A song that always makes me smile is Show me the way to Amarillo.

In this video it's not sung by Tony Chrystie, but by the Royal Dragoon Guards when they were on a peace keeping tour of Iraq, they decided to do a spoof of the song, to keep everyone's morale up!

It's great fun and never ceases to make me smile..


----------



## Meanderer

hollydolly said:


> I know this song by Josh turner has a deeper meaning than travelling but I love this song so much I thought I'd add it anyway..

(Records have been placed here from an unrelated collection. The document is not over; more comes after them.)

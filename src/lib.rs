//! # Lineal - Lineage-Tracing Debugger Core
//!
//! Lineal answers two dual questions about a computation expressed as a DAG
//! of partitioned datasets: which sink elements were derived from the source
//! elements matching a predicate (forward trace), and which source elements
//! contributed to the sink elements matching a predicate (backward trace).
//!
//! User functions inside transformations are opaque, so lineage is carried
//! by the data itself: datasets are wrapped so that every element carries a
//! tag naming the source identities that reached it, and every
//! transformation variant declares how tags flow around its function.
//!
//! ## Quick Start
//!
//! ```rust
//! use lineal::{Engine, Strategy, Value};
//!
//! fn main() -> lineal::Result<()> {
//!     let mut engine = Engine::new();
//!     let source = engine.parallelize((1..=20).map(Value::Int).collect(), 4)?;
//!     let sink = engine.map(source, |v| match v {
//!         Value::Int(x) => Value::Int(x * 2),
//!         other => other.clone(),
//!     })?;
//!
//!     // Which sink elements came from even source elements?
//!     let derived = lineal::trace_forward(
//!         &engine,
//!         source,
//!         |v| matches!(v, Value::Int(x) if x % 2 == 0),
//!         sink,
//!     )?;
//!     assert_eq!(derived.len(), 10);
//!
//!     // Which source elements produced the sink element 10?
//!     let contributors = lineal::trace_backward(
//!         &engine,
//!         source,
//!         |v| matches!(v, Value::Int(10)),
//!         sink,
//!         Strategy::default(),
//!     )?;
//!     assert_eq!(contributors, vec![Value::Int(5)]);
//!     Ok(())
//! }
//! ```
//!
//! ## Replay
//!
//! Computations run against an [`Engine`] with an attached
//! [`EventReporter`] append registrations, task submissions, and
//! deterministic-execution checksums to an event log. An
//! [`EventLogReader`] replays the log, rebuilding the structural dataset
//! map, bumping id watermarks, and feeding checksums to a verifier that
//! records (never throws) cross-run mismatches.

pub mod checksum;
pub mod dataset;
pub mod error;
pub mod event_log;
pub mod lift;
pub mod reporter;
pub mod stage;
pub mod tag;
pub mod tagged;
pub mod trace;

pub use checksum::{compare_runs, ChecksumKind, ChecksumMismatch, ChecksumVerifier};
pub use dataset::{DatasetId, DatasetRecord, DepKind, Dependency, Engine, ShuffleId, Value};
pub use error::{LinealError, Result};
pub use event_log::{
    DatasetDescriptor, EventLogReader, EventLogWriter, ExceptionRecord, LogEntry, ReplayConfig,
    ReplaySummary, TaskDescriptor, LOG_MAGIC,
};
pub use lift::tag_through;
pub use reporter::EventReporter;
pub use stage::{decompose, StageRecord};
pub use tag::Tag;
pub use tagged::{predicate_tag, unique_tag, Tagged, TaggedDataset};
pub use trace::{
    trace_backward, trace_backward_maintaining_set, trace_backward_single_step,
    trace_backward_using_mappings, trace_forward, Strategy,
};
//! Reference dataflow engine: partitioned, lazily evaluated datasets.
//!
//! Datasets form a DAG of transformations over partitioned collections of
//! [`Value`] elements. Each dataset is identified by a stable integer id and
//! registered in a flat id-to-record map; dependency edges point at parent
//! ids, never the reverse, and every traversal carries a visited set.
//!
//! User functions inside transformations are opaque callables: the engine
//! (and the lineage machinery built on it) never inspects them, only
//! composes around them. Narrow transformations evaluate partition by
//! partition; shuffle transformations ([`Engine::group_by_key`],
//! [`Engine::reduce_by_key`]) route elements to output partitions with a
//! stable hash so that re-evaluation is deterministic.
//!
//! Materialized partitions are cached on the driver. When an
//! [`EventReporter`] is attached, the first materialization of a dataset
//! reports its registration, the submitted tasks, and per-partition
//! checksums of the results.

use std::cell::{Cell, RefCell};
use std::collections::{HashMap, HashSet, VecDeque};
use std::fmt;
use std::sync::Arc;

use serde::{Deserialize, Serialize};
use tracing::debug;
use xxhash_rust::xxh64::xxh64;

use crate::checksum::{checksum_bytes, checksum_values};
use crate::error::{LinealError, Result};
use crate::event_log::{DatasetDescriptor, LogEntry, TaskDescriptor};
use crate::reporter::EventReporter;

/// Stable identifier of a dataset.
pub type DatasetId = u64;

/// Stable identifier of a shuffle boundary.
pub type ShuffleId = u64;

/// Seed for the shuffle partitioner hash.
const PARTITIONER_SEED: u64 = 0;

/// An element of a dataset.
///
/// Shuffle transformations require [`Value::Pair`] elements and route on the
/// key component. Equality, ordering, and hashing are structural, which is
/// what makes cross-stage joins on element values possible.
#[derive(Clone, Debug, PartialEq, Eq, Hash, PartialOrd, Ord, Serialize, Deserialize)]
pub enum Value {
    Int(i64),
    Str(String),
    Pair(Box<Value>, Box<Value>),
    Values(Vec<Value>),
}

impl Value {
    /// Convenience constructor for a key-value pair.
    pub fn pair(key: Value, value: Value) -> Value {
        Value::Pair(Box::new(key), Box::new(value))
    }

    /// Convenience constructor for a string value.
    pub fn str(s: &str) -> Value {
        Value::Str(s.to_string())
    }

    /// Appends a canonical, self-delimiting byte encoding of the value.
    ///
    /// Used by the shuffle partitioner and the checksum machinery; must stay
    /// stable across runs for replay determinism.
    pub fn canonical_bytes(&self, out: &mut Vec<u8>) {
        match self {
            Value::Int(v) => {
                out.push(0);
                out.extend_from_slice(&v.to_le_bytes());
            }
            Value::Str(s) => {
                out.push(1);
                out.extend_from_slice(&(s.len() as u64).to_le_bytes());
                out.extend_from_slice(s.as_bytes());
            }
            Value::Pair(a, b) => {
                out.push(2);
                a.canonical_bytes(out);
                b.canonical_bytes(out);
            }
            Value::Values(vs) => {
                out.push(3);
                out.extend_from_slice(&(vs.len() as u64).to_le_bytes());
                for v in vs {
                    v.canonical_bytes(out);
                }
            }
        }
    }
}

/// Extracts the key component of a pair element.
pub(crate) fn pair_key(v: &Value) -> Result<Value> {
    match v {
        Value::Pair(k, _) => Ok((**k).clone()),
        other => Err(LinealError::Engine(format!(
            "shuffle requires key-value pairs, got {other:?}"
        ))),
    }
}

/// Extracts the value component of a pair element.
pub(crate) fn pair_value(v: &Value) -> Result<Value> {
    match v {
        Value::Pair(_, val) => Ok((**val).clone()),
        other => Err(LinealError::Engine(format!(
            "shuffle requires key-value pairs, got {other:?}"
        ))),
    }
}

/// Opaque one-to-one user function.
pub type MapFn = Arc<dyn Fn(&Value) -> Value + Send + Sync>;
/// Opaque element predicate.
pub type PredicateFn = Arc<dyn Fn(&Value) -> bool + Send + Sync>;
/// Opaque one-to-many user function.
pub type FlatMapFn = Arc<dyn Fn(&Value) -> Vec<Value> + Send + Sync>;
/// Opaque binary reducer over pair values.
pub type ReduceFn = Arc<dyn Fn(&Value, &Value) -> Value + Send + Sync>;
/// Opaque whole-partition user function.
pub type PartitionFn = Arc<dyn Fn(&[Value]) -> Vec<Value> + Send + Sync>;

/// Kind of a dependency edge between a dataset and a parent.
#[derive(Clone, Copy, Debug, PartialEq, Eq, Hash, Serialize, Deserialize)]
pub enum DepKind {
    /// Each output partition depends on one parent partition.
    Narrow,
    /// Output partitions depend on all parent partitions across a shuffle.
    Shuffle,
}

/// A dependency edge to a parent dataset.
#[derive(Clone, Debug, PartialEq, Eq, Serialize, Deserialize)]
pub struct Dependency {
    pub kind: DepKind,
    pub parent: DatasetId,
    /// Present on shuffle edges.
    pub shuffle: Option<ShuffleId>,
}

impl Dependency {
    fn narrow(parent: DatasetId) -> Self {
        Self {
            kind: DepKind::Narrow,
            parent,
            shuffle: None,
        }
    }

    fn shuffle(parent: DatasetId, shuffle: ShuffleId) -> Self {
        Self {
            kind: DepKind::Shuffle,
            parent,
            shuffle: Some(shuffle),
        }
    }
}

/// A transformation producing a dataset from zero or more parents.
///
/// Each variant carries its opaque user function; the lineage lifter in
/// [`crate::lift`] pattern-matches on the variant to build the tag-preserving
/// counterpart. Adding a variant here requires adding a lift case there;
/// variants without one fail tracing with
/// [`LinealError::UnsupportedLineageOp`].
#[derive(Clone)]
pub enum Transform {
    /// Externally supplied partitions.
    Source { partitions: Vec<Vec<Value>> },
    /// One-to-one element transformation.
    Map { parent: DatasetId, f: MapFn },
    /// Retains elements satisfying the predicate.
    Filter {
        parent: DatasetId,
        predicate: PredicateFn,
    },
    /// One-to-many element transformation.
    FlatMap { parent: DatasetId, f: FlatMapFn },
    /// Concatenation of two datasets.
    Union { left: DatasetId, right: DatasetId },
    /// All pairs of elements from two datasets.
    Cartesian { left: DatasetId, right: DatasetId },
    /// Shuffle grouping values by key into `(key, values)` elements.
    GroupByKey {
        parent: DatasetId,
        shuffle: ShuffleId,
        num_partitions: usize,
    },
    /// Shuffle reducing values by key into `(key, reduced)` elements.
    ReduceByKey {
        parent: DatasetId,
        shuffle: ShuffleId,
        num_partitions: usize,
        f: ReduceFn,
    },
    /// Whole-partition transformation. Has no per-element correspondence and
    /// therefore no lifted form.
    MapPartitions { parent: DatasetId, f: PartitionFn },
}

The term road was a shortened version of railroad, so this was a good selection!  I always liked Rodger Miller's "King of The Road", which was about trains.  But your "Long Black Train" brought to my mind the poem from Lincoln's funeral train: "The Lonesome Train" http://www.abrahamlincolnonline.org/lincoln/education/lonesome.htm
I remember Eleanor Roosevelt's voice reading a portion of it :

A lonesome train on a lonesome track -- 
Seven coaches painted black -- 
A slow train, a quiet train 
Carrying Lincoln home again; 
Washington, Baltimore, 
Pittsburgh, Philadelphia, 
Coming into New York town, 
You could hear that whistle for miles around 
Crying, Freedom! Freedom!!


----------



## Meanderer

hollydolly said:


> A song that always makes me smile is Show me the way to Amarillo.
> 
> In this video it's not sung by Tony Chrystie, but by the Royal Dragoon Guards when they were on a peace keeping tour of Iraq, they decided to do a spoof of the song, to keep everyone's morale up!
> 
> It's great fun and never ceases to make me smile..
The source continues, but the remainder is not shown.